■ Your instructions ■
Report every line from the material that contains the word "dispatched".

□ □ □ □ □

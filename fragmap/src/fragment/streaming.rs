//! Fragments which were dispatched to the server and are not cached yet.

use std::collections::{BTreeSet, HashMap};

use crate::{
    coords::ZoomLevel,
    fragment::{pipeline::FragmentProjection, FragmentKey, RenderableFragment},
    multitasking::MicroTask,
};

pub enum StreamingState {
    /// A request for the fragment is running.
    Downloading,
    /// The geometry arrived and is being processed.
    Projecting(Box<FragmentProjection>),
}

/// The in-flight set. A fragment enters when its request is dispatched and leaves when its
/// response is discarded, found empty, or its projection is committed to the cache.
#[derive(Default)]
pub struct StreamingFragments {
    fragments: HashMap<FragmentKey, StreamingState>,
}

impl StreamingFragments {
    pub fn new() -> Self {
        Self::default()
    }

    pub fn start_download(&mut self, key: FragmentKey) {
        let previous = self.fragments.insert(key, StreamingState::Downloading);
        assert!(previous.is_none(), "fragment is already streaming");
    }

    /// Attaches a projection to a downloading fragment. A fragment is never projected twice.
    pub fn start_projection(&mut self, projection: FragmentProjection) {
        let key = projection.key().clone();
        match self.fragments.get_mut(&key) {
            Some(state) => {
                assert!(
                    matches!(state, StreamingState::Downloading),
                    "fragment {key} is already projecting"
                );
                *state = StreamingState::Projecting(Box::new(projection));
            }
            None => panic!("fragment {key} is not streaming"),
        }
    }

    pub fn release(&mut self, key: &FragmentKey) -> Option<StreamingState> {
        self.fragments.remove(key)
    }

    pub fn contains(&self, key: &FragmentKey) -> bool {
        self.fragments.contains_key(key)
    }

    pub fn is_downloading(&self, key: &FragmentKey) -> bool {
        matches!(self.fragments.get(key), Some(StreamingState::Downloading))
    }

    pub fn len(&self) -> usize {
        self.fragments.len()
    }

    pub fn is_empty(&self) -> bool {
        self.fragments.is_empty()
    }

    pub fn keys(&self) -> impl Iterator<Item = &FragmentKey> {
        self.fragments.keys()
    }

    /// Zoom levels of all fragments which are still streaming.
    pub fn zooms(&self) -> BTreeSet<ZoomLevel> {
        self.fragments.keys().map(FragmentKey::zoom).collect()
    }

    /// Running projections in key order.
    pub fn projections_mut(&mut self) -> Vec<&mut FragmentProjection> {
        let mut projections: Vec<&mut FragmentProjection> = self
            .fragments
            .values_mut()
            .filter_map(|state| match state {
                StreamingState::Projecting(projection) if projection.alive() => {
                    Some(projection.as_mut())
                }
                _ => None,
            })
            .collect();
        projections.sort_by(|a, b| a.key().cmp(b.key()));
        projections
    }

    /// Removes every finished projection from the set and returns its result.
    pub fn take_finished(&mut self) -> Vec<RenderableFragment> {
        let finished: Vec<FragmentKey> = self
            .fragments
            .iter()
            .filter_map(|(key, state)| match state {
                StreamingState::Projecting(projection) if !projection.alive() => Some(key.clone()),
                _ => None,
            })
            .collect();

        let mut fragments: Vec<RenderableFragment> = finished
            .into_iter()
            .filter_map(|key| match self.fragments.remove(&key) {
                Some(StreamingState::Projecting(mut projection)) => projection.take_result(),
                _ => None,
            })
            .collect();
        fragments.sort_by(|a, b| a.key.cmp(&b.key));
        fragments
    }
}

#[cfg(test)]
mod tests {
    use std::sync::Arc;

    use geo_types::{polygon, MultiPolygon};

    use crate::{
        coords::ZoomLevel,
        fragment::{
            pipeline::FragmentProjection, streaming::StreamingFragments, FragmentKey, LayerId,
        },
        multitasking::run_quant,
        projection::GeographicProjection,
    };

    fn projection(key: &FragmentKey) -> FragmentProjection {
        let geometry = MultiPolygon::new(vec![polygon![
            (x: 1.0, y: 1.0),
            (x: 2.0, y: 1.0),
            (x: 2.0, y: 2.0),
            (x: 1.0, y: 1.0),
        ]]);
        FragmentProjection::new(key.clone(), geometry, LayerId(0), Arc::new(GeographicProjection))
    }

    #[test]
    fn test_lifecycle() {
        let key = FragmentKey::parse("r", "01").unwrap();
        let other = FragmentKey::parse("r", "0").unwrap();
        let mut streaming = StreamingFragments::new();
        streaming.start_download(key.clone());
        streaming.start_download(other.clone());

        assert!(streaming.is_downloading(&key));
        assert_eq!(
            streaming.zooms().into_iter().collect::<Vec<_>>(),
            vec![ZoomLevel::new(1), ZoomLevel::new(2)]
        );

        streaming.start_projection(projection(&key));
        assert!(!streaming.is_downloading(&key));
        assert!(streaming.take_finished().is_empty());

        for projection in streaming.projections_mut() {
            run_quant(projection, usize::MAX);
        }
        let finished = streaming.take_finished();
        assert_eq!(finished.len(), 1);
        assert_eq!(finished[0].key, key);
        assert!(!streaming.contains(&key));
        assert_eq!(streaming.len(), 1);
    }

    #[test]
    #[should_panic]
    fn test_projection_requires_download() {
        let key = FragmentKey::parse("r", "01").unwrap();
        StreamingFragments::new().start_projection(projection(&key));
    }
}
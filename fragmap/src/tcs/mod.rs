//! Systems and the stages which run them.

pub mod system;
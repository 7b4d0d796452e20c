//! Computes which fragments became wanted or obsolete since the last tick.

use std::borrow::Cow;

use crate::{
    context::MapContext,
    fragment::{changes::ChangedFragments, FragmentKey},
    tcs::system::System,
    world::World,
};

pub struct ViewportDiffSystem;

impl System for ViewportDiffSystem {
    fn name(&self) -> Cow<'static, str> {
        "viewport_diff".into()
    }

    #[tracing::instrument(name = "viewport_diff", skip_all)]
    fn run(
        &mut self,
        MapContext {
            world,
            view_state,
            emptiness,
            ..
        }: &mut MapContext,
    ) {
        let World {
            regions,
            empty,
            changes,
            ..
        } = world;
        changes.clear();

        if view_state.did_zoom_change() {
            log::debug!("camera zoom changed to {}", view_state.zoom());
        }

        let added = regions.take_added();
        for region in regions.iter() {
            let id = region.id();
            let is_new = added.contains(id);
            let visible: Vec<_> = if is_new {
                view_state.visible_quads().iter().collect()
            } else {
                view_state.newly_visible().collect()
            };

            for quad in visible {
                let key = FragmentKey::new(id.clone(), *quad);
                if empty.contains(&key) {
                    changes.known_empty.insert(key);
                } else if !emptiness.is_empty(region.bbox(), quad) {
                    changes.requested.insert(key);
                }
            }

            if is_new {
                continue;
            }

            for quad in view_state.newly_hidden() {
                let key = FragmentKey::new(id.clone(), *quad);
                if !empty.contains(&key) {
                    changes.obsolete.insert(key);
                }
            }
        }

        if changes.is_changed() {
            log_changes(changes);
        }

        view_state.update_references();
    }
}

fn log_changes(changes: &ChangedFragments) {
    log::debug!(
        "viewport diff: {} requested, {} obsolete, {} known empty",
        changes.requested.len(),
        changes.obsolete.len(),
        changes.known_empty.len()
    );
}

□ □ □ □ □

■ Reply ■
//! Fragments which were dispatched to the server and are not cached yet.
/// The in-flight set. A fragment enters when its request is dispatched and leaves when its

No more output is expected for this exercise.